Schopenhauer hat sich sein Leben lang intensiv mit Träumen, Nachtwandeln, Somnambulismus, Hellsehen, Magnetismus, Geistern u. dgl. beschäftigt und einen spannenden «Versuch über Geistersehn und was damit zusammenhängt» geschrieben. Diese äusserst anregende Lektüre hat mich seinerzeit dazu bewogen, «Vom Wesen der Träume» und «Traumsymbole des Individuationsprozesses» des Psychologen und Psychiaters Carl Gustav Jung (1875-1961) zu studieren. Jung hat einmal geschrieben, sein «bis dahin grösstes geistiges Abenteuer» sei das Studium der Philosophie Kants und Schopenhauers gewesen. Für Jung war der Traum «ein Stück unwillkürlicher psychischer Tätigkeit», eine «ungemein häufige und normale Äußerung der unbewußten Psyche», ein «Naturereignis». (Im Schopenhauer-Jahrbuch für das Jahr 1971 findet sich ein Beitrag mit dem Titel «Das Rätsel des Hellsehens, Probleme von Kant bis C.G. Jung».)
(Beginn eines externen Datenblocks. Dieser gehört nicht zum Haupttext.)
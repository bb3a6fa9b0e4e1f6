//! OpenStreetMap API data client.
//!
//! Fetches relations, ways and nodes by ID. Relations are always read
//! fresh; ways and nodes go through a [`CachedSource`] scoped to a single
//! validation pass and are batch-loaded with bounded concurrency.

mod batch;
mod cache;
mod client;
mod error;
mod mock;
mod source;
mod types;

pub use batch::{BatchResult, DEFAULT_PARALLEL_REQUESTS, first_failure, load_many};
pub use cache::{CachedSource, ElementCache};
pub use client::{OsmClient, OsmConfig};
pub use error::OsmError;
pub use mock::MockOsmClient;
pub use source::ElementSource;
pub use types::{
    ElementType, ElementsResponse, EmptyWay, Member, Node, ROLE_PLATFORM,
    ROLE_PLATFORM_ENTRY_ONLY, ROLE_PLATFORM_EXIT_ONLY, ROLE_STOP, ROLE_STOP_ENTRY_ONLY,
    ROLE_STOP_EXIT_ONLY, Relation, Tags, Way, element_url,
};
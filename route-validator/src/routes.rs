//! Routes files: a validation config plus named lists of routes to check.
//!
//! ```json
//! {
//!   "config": { "naptanPlatformTags": true, "minimumNodeMembers": 2 },
//!   "routes": {
//!     "Lothian Buses": [ { "name": "10", "relation_id": 4241 } ]
//!   }
//! }
//! ```

use std::collections::BTreeMap;
use std::path::{Path, PathBuf};

use serde::{Deserialize, Serialize};

use crate::notify::CheckRelationEvent;
use crate::validation::ValidationConfig;

/// Errors from reading a routes file.
#[derive(Debug, thiserror::Error)]
pub enum RoutesError {
    #[error("failed to read {}: {source}", path.display())]
    Read {
        path: PathBuf,
        #[source]
        source: std::io::Error,
    },

    #[error("failed to parse {}: {source}", path.display())]
    Parse {
        path: PathBuf,
        #[source]
        source: serde_json::Error,
    },
}

/// One route in a routes file.
#[derive(Debug, Clone, PartialEq, Eq, Serialize, Deserialize)]
pub struct RouteEntry {
    pub name: String,
    /// Entries with an ID below 1 are placeholders and are not checked.
    #[serde(default)]
    pub relation_id: i64,
    /// Temporarily excluded from scheduled runs.
    #[serde(default, skip_serializing_if = "std::ops::Not::not")]
    pub skip: bool,
}

impl RouteEntry {
    fn is_checkable(&self) -> bool {
        self.relation_id >= 1
    }
}

#[derive(Debug, Clone, PartialEq, Serialize, Deserialize)]
pub struct RoutesFile {
    #[serde(default)]
    pub config: ValidationConfig,
    /// Route lists keyed by group name (usually the operator).
    #[serde(default)]
    pub routes: BTreeMap<String, Vec<RouteEntry>>,
}

impl RoutesFile {
    /// Read and parse a routes file.
    pub fn load(path: impl AsRef<Path>) -> Result<Self, RoutesError> {
        let path = path.as_ref();
        let contents = std::fs::read_to_string(path).map_err(|source| RoutesError::Read {
            path: path.to_path_buf(),
            source,
        })?;
        serde_json::from_str(&contents).map_err(|source| RoutesError::Parse {
            path: path.to_path_buf(),
            source,
        })
    }

    /// Every entry with a real relation ID, grouped, in file order within a group.
    pub fn checkable(&self) -> impl Iterator<Item = (&str, &RouteEntry)> {
        self.routes.iter().flat_map(|(group, entries)| {
            entries
                .iter()
                .filter(|e| e.is_checkable())
                .map(move |e| (group.as_str(), e))
        })
    }

    /// Work items for a scheduled run: checkable entries not marked `skip`.
    pub fn check_events(&self) -> Vec<CheckRelationEvent> {
        self.checkable()
            .filter(|(_, entry)| !entry.skip)
            .map(|(_, entry)| CheckRelationEvent::new(entry.relation_id, self.config.clone()))
            .collect()
    }
}
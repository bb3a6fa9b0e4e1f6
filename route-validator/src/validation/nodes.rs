//! Checks on the stop and platform nodes of a route.

use std::collections::HashMap;
use std::sync::Arc;

use crate::osm::{ElementType, Node, Relation};

use super::config::ValidationConfig;
use super::error::ValidationError;
use super::tags::check_tags_present;

/// Tag identifying the imported stop record (NaPTAN ATCO code).
const IMPORT_SOURCE_TAG: &str = "naptan:AtcoCode";

/// Check a node used with a platform role.
///
/// `highway` may be absent: imported platforms often leave it off so that
/// they do not render twice. If present it must be `bus_stop`.
pub fn validate_platform_node(node: &Node, check_import_tags: bool) -> Vec<ValidationError> {
    let url = node.element_url();
    let mut errors = Vec::new();

    match node.tag("public_transport") {
        None => errors.push(ValidationError::at(
            &url,
            "node is missing public_transport tag",
        )),
        Some("platform") => {}
        Some(_) => errors.push(ValidationError::at(
            &url,
            "node should have public_transport=platform",
        )),
    }

    if node.tag("disused:highway").is_some() {
        errors.push(ValidationError::at(&url, "node has disused:highway tag"));
    }

    if node.tag("highway").is_some_and(|v| v != "bus_stop") {
        errors.push(ValidationError::at(&url, "node should have highway=bus_stop"));
    }

    if node.tag("name").is_none_or(str::is_empty) {
        errors.push(ValidationError::at(&url, "node is missing name tag"));
    }

    if check_import_tags {
        errors.extend(check_tags_present(node, &[IMPORT_SOURCE_TAG]));
    }

    errors
}

/// Check a node used with a stop role.
pub fn validate_stop_node(node: &Node) -> Vec<ValidationError> {
    let url = node.element_url();
    let mut errors = Vec::new();

    match node.tag("public_transport") {
        None => errors.push(ValidationError::at(
            &url,
            "node is missing public_transport tag",
        )),
        Some("stop_position") => {}
        Some(_) => errors.push(ValidationError::at(
            &url,
            "node should have public_transport=stop_position",
        )),
    }

    if node.tag("bus").is_some_and(|v| v != "yes") {
        errors.push(ValidationError::at(&url, "node should have bus=yes"));
    }

    if node.tag("name").is_none_or(str::is_empty) {
        errors.push(ValidationError::at(&url, "node is missing name tag"));
    }

    errors
}

/// Run the stop/platform checks over every node member, in member order.
///
/// `nodes` must contain every node member; members missing from it are skipped.
pub fn validate_member_nodes(
    relation: &Relation,
    nodes: &HashMap<i64, Arc<Node>>,
    config: &ValidationConfig,
) -> Vec<ValidationError> {
    let mut errors = Vec::new();

    for member in relation
        .members
        .iter()
        .filter(|m| m.kind == ElementType::Node)
    {
        let Some(node) = nodes.get(&member.reference) else {
            continue;
        };

        if member.is_platform() {
            errors.extend(validate_platform_node(node, config.naptan_platform_tags));
        }
        if member.is_stop() {
            errors.extend(validate_stop_node(node));
        }
    }

    errors
}

#[cfg(test)]
mod tests {
    use super::*;
    use crate::osm::{Member, Tags};

    fn node(id: i64, tags: &[(&str, &str)]) -> Node {
        Node {
            id,
            lat: 55.95,
            lon: -3.19,
            version: 1,
            tags: tags
                .iter()
                .map(|(k, v)| (k.to_string(), v.to_string()))
                .collect::<Tags>(),
        }
    }

    fn messages(errors: Vec<ValidationError>) -> Vec<String> {
        errors.into_iter().map(|e| e.message).collect()
    }

    #[test]
    fn valid_platform() {
        let n = node(
            1,
            &[
                ("public_transport", "platform"),
                ("highway", "bus_stop"),
                ("name", "Princes Street"),
                ("naptan:AtcoCode", "6200200000"),
            ],
        );
        assert!(validate_platform_node(&n, true).is_empty());
    }

    #[test]
    fn platform_without_highway_is_tolerated() {
        let n = node(1, &[("public_transport", "platform"), ("name", "X")]);
        assert!(validate_platform_node(&n, false).is_empty());
    }

    #[test]
    fn platform_problems() {
        let n = node(
            1,
            &[
                ("public_transport", "stop_position"),
                ("highway", "platform"),
                ("disused:highway", "bus_stop"),
            ],
        );
        assert_eq!(
            messages(validate_platform_node(&n, true)),
            vec![
                "node should have public_transport=platform",
                "node has disused:highway tag",
                "node should have highway=bus_stop",
                "node is missing name tag",
                "missing tag 'naptan:AtcoCode'",
            ]
        );
    }

    #[test]
    fn platform_missing_public_transport() {
        let n = node(1, &[("name", "X")]);
        let errors = validate_platform_node(&n, false);
        assert_eq!(messages(errors.clone()), vec!["node is missing public_transport tag"]);
        assert_eq!(
            errors[0].url.as_deref(),
            Some("https://www.openstreetmap.org/node/1")
        );
    }

    #[test]
    fn import_tag_check_follows_config() {
        let n = node(1, &[("public_transport", "platform"), ("name", "X")]);
        assert!(validate_platform_node(&n, false).is_empty());
        assert_eq!(validate_platform_node(&n, true).len(), 1);
    }

    #[test]
    fn stop_checks() {
        let ok = node(
            1,
            &[
                ("public_transport", "stop_position"),
                ("bus", "yes"),
                ("name", "Princes Street"),
            ],
        );
        assert!(validate_stop_node(&ok).is_empty());

        let no_bus_tag = node(2, &[("public_transport", "stop_position"), ("name", "X")]);
        assert!(validate_stop_node(&no_bus_tag).is_empty());

        let bad = node(
            3,
            &[("public_transport", "platform"), ("bus", "no"), ("name", "X")],
        );
        assert_eq!(
            messages(validate_stop_node(&bad)),
            vec![
                "node should have public_transport=stop_position",
                "node should have bus=yes",
            ]
        );

        let missing = node(4, &[]);
        assert_eq!(
            messages(validate_stop_node(&missing)),
            vec!["node is missing public_transport tag", "node is missing name tag"]
        );
    }

    #[test]
    fn unnamed_stops_and_platforms() {
        let unnamed_stop = node(5, &[("public_transport", "stop_position")]);
        let errors = validate_stop_node(&unnamed_stop);
        assert_eq!(messages(errors.clone()), vec!["node is missing name tag"]);
        assert_eq!(
            errors[0].url.as_deref(),
            Some("https://www.openstreetmap.org/node/5")
        );

        let blank_stop = node(6, &[("public_transport", "stop_position"), ("name", "")]);
        assert_eq!(messages(validate_stop_node(&blank_stop)), vec!["node is missing name tag"]);

        let blank_platform = node(7, &[("public_transport", "platform"), ("name", "")]);
        assert_eq!(
            messages(validate_platform_node(&blank_platform, false)),
            vec!["node is missing name tag"]
        );
    }

    #[test]
    fn member_nodes_use_roles() {
        let relation = Relation {
            id: 1,
            version: 1,
            members: vec![
                Member::new(ElementType::Node, 1, "stop_entry_only"),
                Member::new(ElementType::Node, 2, "platform_exit_only"),
                Member::new(ElementType::Way, 3, ""),
            ],
            tags: Tags::new(),
        };
        let mut nodes = HashMap::new();
        // Valid as a platform, so invalid as a stop and vice versa.
        nodes.insert(1, Arc::new(node(1, &[("public_transport", "platform"), ("name", "A")])));
        nodes.insert(2, Arc::new(node(2, &[("public_transport", "stop_position")])));

        let config = ValidationConfig::new();
        let errors = validate_member_nodes(&relation, &nodes, &config);
        let urls: Vec<Option<String>> = errors.iter().map(|e| e.url.clone()).collect();

        assert_eq!(
            messages(errors),
            vec![
                "node should have public_transport=stop_position",
                "node should have public_transport=platform",
                "node is missing name tag",
            ]
        );
        assert_eq!(urls[0].as_deref(), Some("https://www.openstreetmap.org/node/1"));
        assert_eq!(urls[1].as_deref(), Some("https://www.openstreetmap.org/node/2"));
    }
}
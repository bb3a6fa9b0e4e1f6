//! Member ordering, role syntax and member counts.

use crate::osm::{ElementType, Relation};

use super::config::ValidationConfig;
use super::error::ValidationError;

/// Check that stops and platforms come before route ways, and that roles
/// are well formed.
///
/// A PTv2 route lists every stop/platform first, then the ways in travel
/// order. Unknown roles and role-less nodes are reported per member.
pub fn validate_member_order(relation: &Relation) -> Vec<ValidationError> {
    let mut errors = Vec::new();
    let mut started_stops = false;
    let mut started_route = false;
    let mut route_before_stops = false;
    let mut stop_after_route = false;

    for member in &relation.members {
        if member.is_stop_or_platform() {
            started_stops = true;
            if started_route {
                stop_after_route = true;
            }
        } else {
            started_route = true;
            if !started_stops {
                route_before_stops = true;
            }
        }

        if member.kind == ElementType::Node && member.role.is_empty() {
            errors.push(ValidationError::at(
                member.element_url(),
                "stop/platform with empty role",
            ));
        }

        if !member.role.is_empty() && !member.is_stop_or_platform() {
            errors.push(ValidationError::at(
                member.element_url(),
                format!("element has unexpected role '{}'", member.role),
            ));
        }
    }

    if route_before_stops {
        errors.push(ValidationError::new("route way appears before stop/platform"));
    }
    if stop_after_route {
        errors.push(ValidationError::new("stop/platform appears after route ways"));
    }
    if !started_stops {
        errors.push(ValidationError::new("route does not contain a stop/platform"));
    }
    if !started_route {
        errors.push(ValidationError::new("route does not contain any route ways"));
    }

    errors
}

/// A finding if the route has fewer node members than the configured minimum.
pub fn check_node_member_count(
    relation: &Relation,
    config: &ValidationConfig,
) -> Option<ValidationError> {
    let minimum = config.minimum_node_members;
    if minimum == 0 || relation.count_members(ElementType::Node) >= minimum {
        return None;
    }
    Some(ValidationError::at(
        relation.element_url(),
        "relation does not have enough node members",
    ))
}

#[cfg(test)]
mod tests {
    use super::*;
    use crate::osm::{Member, Tags};

    fn relation(members: Vec<Member>) -> Relation {
        Relation {
            id: 1,
            version: 1,
            members,
            tags: Tags::new(),
        }
    }

    fn messages(errors: Vec<ValidationError>) -> Vec<String> {
        errors.into_iter().map(|e| e.message).collect()
    }

    #[test]
    fn well_ordered_members() {
        let r = relation(vec![
            Member::new(ElementType::Node, 1, "stop"),
            Member::new(ElementType::Node, 2, "platform"),
            Member::new(ElementType::Way, 3, "platform"),
            Member::new(ElementType::Way, 10, ""),
            Member::new(ElementType::Way, 11, ""),
        ]);
        assert!(validate_member_order(&r).is_empty());
    }

    #[test]
    fn way_before_stop() {
        let r = relation(vec![
            Member::new(ElementType::Way, 10, ""),
            Member::new(ElementType::Node, 1, "stop"),
            Member::new(ElementType::Way, 11, ""),
            Member::new(ElementType::Node, 2, "platform"),
        ]);
        assert_eq!(
            messages(validate_member_order(&r)),
            vec![
                "route way appears before stop/platform",
                "stop/platform appears after route ways",
            ]
        );
    }

    #[test]
    fn empty_and_unexpected_roles() {
        let r = relation(vec![
            Member::new(ElementType::Node, 1, ""),
            Member::new(ElementType::Node, 2, "stop"),
            Member::new(ElementType::Way, 10, "forward"),
        ]);
        let errors = validate_member_order(&r);
        let msgs = messages(errors.clone());
        assert!(msgs.contains(&"stop/platform with empty role".to_string()));
        assert!(msgs.contains(&"element has unexpected role 'forward'".to_string()));
        assert_eq!(
            errors[0].url.as_deref(),
            Some("https://www.openstreetmap.org/node/1")
        );
    }

    #[test]
    fn missing_phases() {
        let only_stops = relation(vec![Member::new(ElementType::Node, 1, "stop")]);
        assert_eq!(
            messages(validate_member_order(&only_stops)),
            vec!["route does not contain any route ways"]
        );

        let only_ways = relation(vec![Member::new(ElementType::Way, 1, "")]);
        assert_eq!(
            messages(validate_member_order(&only_ways)),
            vec![
                "route way appears before stop/platform",
                "route does not contain a stop/platform",
            ]
        );
    }

    #[test]
    fn node_member_count() {
        let r = relation(vec![
            Member::new(ElementType::Node, 1, "stop"),
            Member::new(ElementType::Way, 10, ""),
        ]);

        let disabled = ValidationConfig::new();
        assert!(check_node_member_count(&r, &disabled).is_none());

        let enough = ValidationConfig::new().with_minimum_node_members(1);
        assert!(check_node_member_count(&r, &enough).is_none());

        let too_few = ValidationConfig::new().with_minimum_node_members(2);
        let error = check_node_member_count(&r, &too_few).unwrap();
        assert_eq!(error.message, "relation does not have enough node members");
    }
}
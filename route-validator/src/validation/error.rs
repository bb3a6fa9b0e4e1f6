//! Validation findings and hard failures.
//!
//! A [`ValidationError`] is a finding about the data: it is collected and
//! reported, never raised. A [`ValidateError`] means the relation could not
//! be validated at all.

use std::fmt;

use serde::{Deserialize, Serialize};

use crate::osm::{ElementType, OsmError};

/// A single problem found in a relation or one of its members.
#[derive(Debug, Clone, PartialEq, Eq, Hash, Serialize, Deserialize)]
pub struct ValidationError {
    /// Link to the offending element, if there is one.
    #[serde(default, skip_serializing_if = "Option::is_none")]
    pub url: Option<String>,
    pub message: String,
}

impl ValidationError {
    /// A finding about the relation as a whole.
    pub fn new(message: impl Into<String>) -> Self {
        Self {
            url: None,
            message: message.into(),
        }
    }

    /// A finding about a specific element.
    pub fn at(url: impl Into<String>, message: impl Into<String>) -> Self {
        Self {
            url: Some(url.into()),
            message: message.into(),
        }
    }
}

impl fmt::Display for ValidationError {
    fn fmt(&self, f: &mut fmt::Formatter<'_>) -> fmt::Result {
        match &self.url {
            Some(url) => write!(f, "{} - {}", self.message, url),
            None => f.write_str(&self.message),
        }
    }
}

/// Reasons a relation could not be validated.
#[derive(Debug, thiserror::Error)]
pub enum ValidateError {
    /// A member element could not be loaded
    #[error("failed to load {kind} {id}")]
    LoadFailed { kind: ElementType, id: i64 },

    /// A member element fetch timed out
    #[error("timed out loading {kind} {id}")]
    Timeout { kind: ElementType, id: i64 },

    /// The relation itself could not be fetched
    #[error("failed to fetch relation {id}: {source}")]
    Fetch {
        id: i64,
        #[source]
        source: OsmError,
    },

    /// The caller cancelled the run
    #[error("validation cancelled")]
    Cancelled,

    /// The relation is neither a route nor a route master
    #[error("relation {id} has unsupported type {relation_type:?}")]
    UnsupportedType {
        id: i64,
        relation_type: Option<String>,
    },
}

impl ValidateError {
    /// Whether we gave up (cancellation or timeout) rather than the API refusing.
    pub fn is_abandoned(&self) -> bool {
        match self {
            ValidateError::Cancelled | ValidateError::Timeout { .. } => true,
            ValidateError::Fetch { source, .. } => source.is_abandoned(),
            _ => false,
        }
    }

    /// Wrap a fetch failure for relation `id`, keeping cancellation distinct.
    pub fn fetch(id: i64, source: OsmError) -> Self {
        match source {
            OsmError::Cancelled => ValidateError::Cancelled,
            source => ValidateError::Fetch { id, source },
        }
    }

    /// Classify a failed member fetch: timeouts and cancellation are kept
    /// apart from the API refusing or returning bad data.
    pub fn member(kind: ElementType, id: i64, source: &OsmError) -> Self {
        match source {
            OsmError::Cancelled => ValidateError::Cancelled,
            OsmError::Timeout => ValidateError::Timeout { kind, id },
            _ => ValidateError::LoadFailed { kind, id },
        }
    }
}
Träume und Geisterseher sind auch Thema jenes einzigartigen Philosophen, der die Kritik der reinen und der praktischen Vernunft sowie der Urteilskraft geschrieben hat, Immanuel Kant (1724-1804), beispielsweise in seiner Schrift «Träume eines Geistersehers, erläutert durch Träume der Metaphysik». Schopenhauer schrieb in seiner herrlichen Invektive «Ueber die Universitäts-Philosophie», die wieder einmal in einer Universitätszeitung abgedruckt werden müsste, die Kantische Philosophie sei «die wichtigste Lehre, welche seit 2000 Jahren aufgestellt worden» sei. Aber wer liest heute noch den Königsberger? Kant waren alle diese Dinge, Träume, Geister, ein Dasein nach dem Tode, kurz «die Geheimnisse der andern Welt» gleichgültig. Den Wissbegierigen, «die sich nach derselben so angelegentlich erkundigen», gibt er den «einfältigen aber sehr natürlichen Bescheid», «daß es wohl am ratsamsten sei, wenn sie sich zu gedulden beliebten, bis sie werden dahin kommen. Da aber unser Schicksal in der künftigen Welt vermutlich sehr darauf ankommen mag, wie wir unsern Posten in der gegenwärtigen verwaltet haben, so schließe ich mit demjenigen, was Voltaire seinen ehrlichen Candide, nach so viel unnützen Schulstreitigkeiten, zum Beschlusse sagen lässt: Laßt uns unser Glück besorgen, in den Garten gehen, und arbeiten.»